Terkait pelanggaran secara sistematis, Pemohon melihat adanya upaya yang cenderung bertujuan untuk memenangkan satu pasangan calon tertentu. Upaya tersebut dimulai dari proses pendaftaran pasangan calon (27-29 Agustus 2024), pendiskualifikasian Aditya Mufti Ariffin-Said Abdullah (31 Oktober 2024), hingga tak dilakukannya cetak ulang surat suara yang berdampak kolom gambar pasangan calon nomor urut 2 yang tercoblos dianggap suara tidak sah.
Terakhir adalah masifnya pelanggaran terkait pembiaran KPU Kota Banjarbaru yang tak menghadirkan kolom kosong dalam surat suara di 403 TPS, tersebar di lima kecamatan dan 20 kelurahan.

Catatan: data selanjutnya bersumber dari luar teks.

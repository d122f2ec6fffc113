// Copyright (c) 2025 Felix Kahle.
//
// Permission is hereby granted, free of charge, to any person obtaining
// a copy of this software and associated documentation files (the
// "Software"), to deal in the Software without restriction, including
// without limitation the rights to use, copy, modify, merge, publish,
// distribute, sublicense, and/or sell copies of the Software, and to
// permit persons to whom the Software is furnished to do so, subject to
// the following conditions:
//
// The above copyright notice and this permission notice shall be
// included in all copies or substantial portions of the Software.
//
// THE SOFTWARE IS PROVIDED "AS IS", WITHOUT WARRANTY OF ANY KIND,
// EXPRESS OR IMPLIED, INCLUDING BUT NOT LIMITED TO THE WARRANTIES OF
// MERCHANTABILITY, FITNESS FOR A PARTICULAR PURPOSE AND
// NONINFRINGEMENT. IN NO EVENT SHALL THE AUTHORS OR COPYRIGHT HOLDERS BE
// LIABLE FOR ANY CLAIM, DAMAGES OR OTHER LIABILITY, WHETHER IN AN ACTION
// OF CONTRACT, TORT OR OTHERWISE, ARISING FROM, OUT OF OR IN CONNECTION
// WITH THE SOFTWARE OR THE USE OR OTHER DEALINGS IN THE SOFTWARE.

//! # Integral Types
//!
//! The `Integral` trait is the compile-time constraint behind every range in
//! this crate. It is implemented for all twelve primitive integers and bundles
//! the handful of wide, overflow-free operations needed to reason about the
//! distance between two values and to move a value by such a distance.
//!
//! All distances are measured in `u128`, which is wide enough to hold
//! `|b - a|` for any pair of values of any primitive integer, including
//! `i128::MIN` and `i128::MAX`.

use num_traits::{PrimInt, Signed};
use std::{
    fmt::{Debug, Display},
    hash::Hash,
};

/// The direction in which a range walks from its start to its stop.
///
/// # Examples
///
/// ```rust
/// # use stride_core::num::integral::Direction;
///
/// assert_eq!(Direction::between(0, 10), Direction::Ascending);
/// assert_eq!(Direction::between(10, 0), Direction::Descending);
/// assert_eq!(Direction::between(3, 3), Direction::Empty);
/// ```
#[derive(Clone, Copy, PartialEq, Eq, PartialOrd, Ord, Hash, Debug)]
pub enum Direction {
    /// `start < stop`; values grow.
    Ascending,
    /// `start > stop`; values shrink.
    Descending,
    /// `start == stop`; nothing is produced.
    Empty,
}

impl Direction {
    /// Derives the direction implied by walking from `start` to `stop`.
    #[inline]
    pub fn between<T>(start: T, stop: T) -> Self
    where
        T: PartialOrd,
    {
        if start < stop {
            Self::Ascending
        } else if start > stop {
            Self::Descending
        } else {
            Self::Empty
        }
    }

    /// Returns `1`, `-1` or `0`, matching the sign a step must have.
    #[inline]
    pub const fn signum(self) -> i8 {
        match self {
            Self::Ascending => 1,
            Self::Descending => -1,
            Self::Empty => 0,
        }
    }

    /// Returns `true` if a step with the given sign moves in this direction.
    ///
    /// An empty direction admits every step, since such a range never steps.
    ///
    /// # Examples
    ///
    /// ```rust
    /// # use stride_core::num::integral::Direction;
    ///
    /// assert!(Direction::Ascending.admits(3));
    /// assert!(!Direction::Ascending.admits(0));
    /// assert!(!Direction::Descending.admits(2));
    /// assert!(Direction::Empty.admits(-7));
    /// ```
    #[inline]
    pub fn admits<S>(self, step: S) -> bool
    where
        S: Signed,
    {
        match self {
            Self::Ascending => step.is_positive(),
            Self::Descending => step.is_negative(),
            Self::Empty => true,
        }
    }

    /// Returns `true` for [`Direction::Empty`].
    #[inline]
    pub const fn is_empty(self) -> bool {
        matches!(self, Self::Empty)
    }
}

impl Display for Direction {
    fn fmt(&self, f: &mut std::fmt::Formatter<'_>) -> std::fmt::Result {
        match self {
            Self::Ascending => write!(f, "ascending"),
            Self::Descending => write!(f, "descending"),
            Self::Empty => write!(f, "empty"),
        }
    }
}

/// A primitive integer type that can be used as the element of a range.
///
/// The associated `Step` type is the signed integer of the same width, so
/// an `IntegralRange<u8>` steps by `i8` values and an `IntegralRange<i64>`
/// by `i64` values.
///
/// # Examples
///
/// ```rust
/// # use stride_core::num::integral::{Direction, Integral};
///
/// assert_eq!(i8::MIN.distance(i8::MAX), 255);
/// assert_eq!(<u8 as Integral>::step_magnitude(i8::MIN), 128);
/// assert_eq!(250u8.offset(5, Direction::Ascending), 255);
/// assert_eq!((-100i8).offset(200, Direction::Ascending), 100);
/// ```
pub trait Integral: PrimInt + Hash + Debug + Display + Send + Sync {
    /// The signed step type matching the width of `Self`.
    type Step: PrimInt + Signed + Hash + Debug + Display + Send + Sync;

    /// Returns `|other - self|` without overflowing.
    fn distance(self, other: Self) -> u128;

    /// Returns the unsigned magnitude of `step`, including for `Step::MIN`.
    fn step_magnitude(step: Self::Step) -> u128;

    /// Moves `self` by `distance` in `direction`.
    ///
    /// The result is exact whenever it is representable in `Self`; callers
    /// only ever move to values that lie between two valid endpoints.
    /// An empty direction leaves `self` unchanged.
    fn offset(self, distance: u128, direction: Direction) -> Self;
}

macro_rules! impl_integral_for {
    ($t:ty, $step:ty) => {
        impl Integral for $t {
            type Step = $step;

            #[inline(always)]
            fn distance(self, other: Self) -> u128 {
                self.abs_diff(other) as u128
            }

            #[inline(always)]
            fn step_magnitude(step: $step) -> u128 {
                step.unsigned_abs() as u128
            }

            #[inline(always)]
            fn offset(self, distance: u128, direction: Direction) -> Self {
                // Truncation is exact modulo 2^BITS, and the true result is in range.
                let delta = distance as $t;
                match direction {
                    Direction::Ascending => self.wrapping_add(delta),
                    Direction::Descending => self.wrapping_sub(delta),
                    Direction::Empty => self,
                }
            }
        }
    };
}

impl_integral_for!(i8, i8);
impl_integral_for!(u8, i8);
impl_integral_for!(i16, i16);
impl_integral_for!(u16, i16);
impl_integral_for!(i32, i32);
impl_integral_for!(u32, i32);
impl_integral_for!(i64, i64);
impl_integral_for!(u64, i64);
impl_integral_for!(i128, i128);
impl_integral_for!(u128, i128);
impl_integral_for!(isize, isize);
impl_integral_for!(usize, isize);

Hal tersebut, kata Fitrul, tentu inkonstitusional. Karena bertentangan dengan Pasal 54D UU Pilkada: "KPU Provinsi atau KPU Kabupaten/Kota menetapkan pasangan calon terpilih pada pemilihan satu pasangan calon sebagaimana dimaksud dalam Pasal 54C, jika mendapatkan suara lebih dari 50 persen dari suara sah".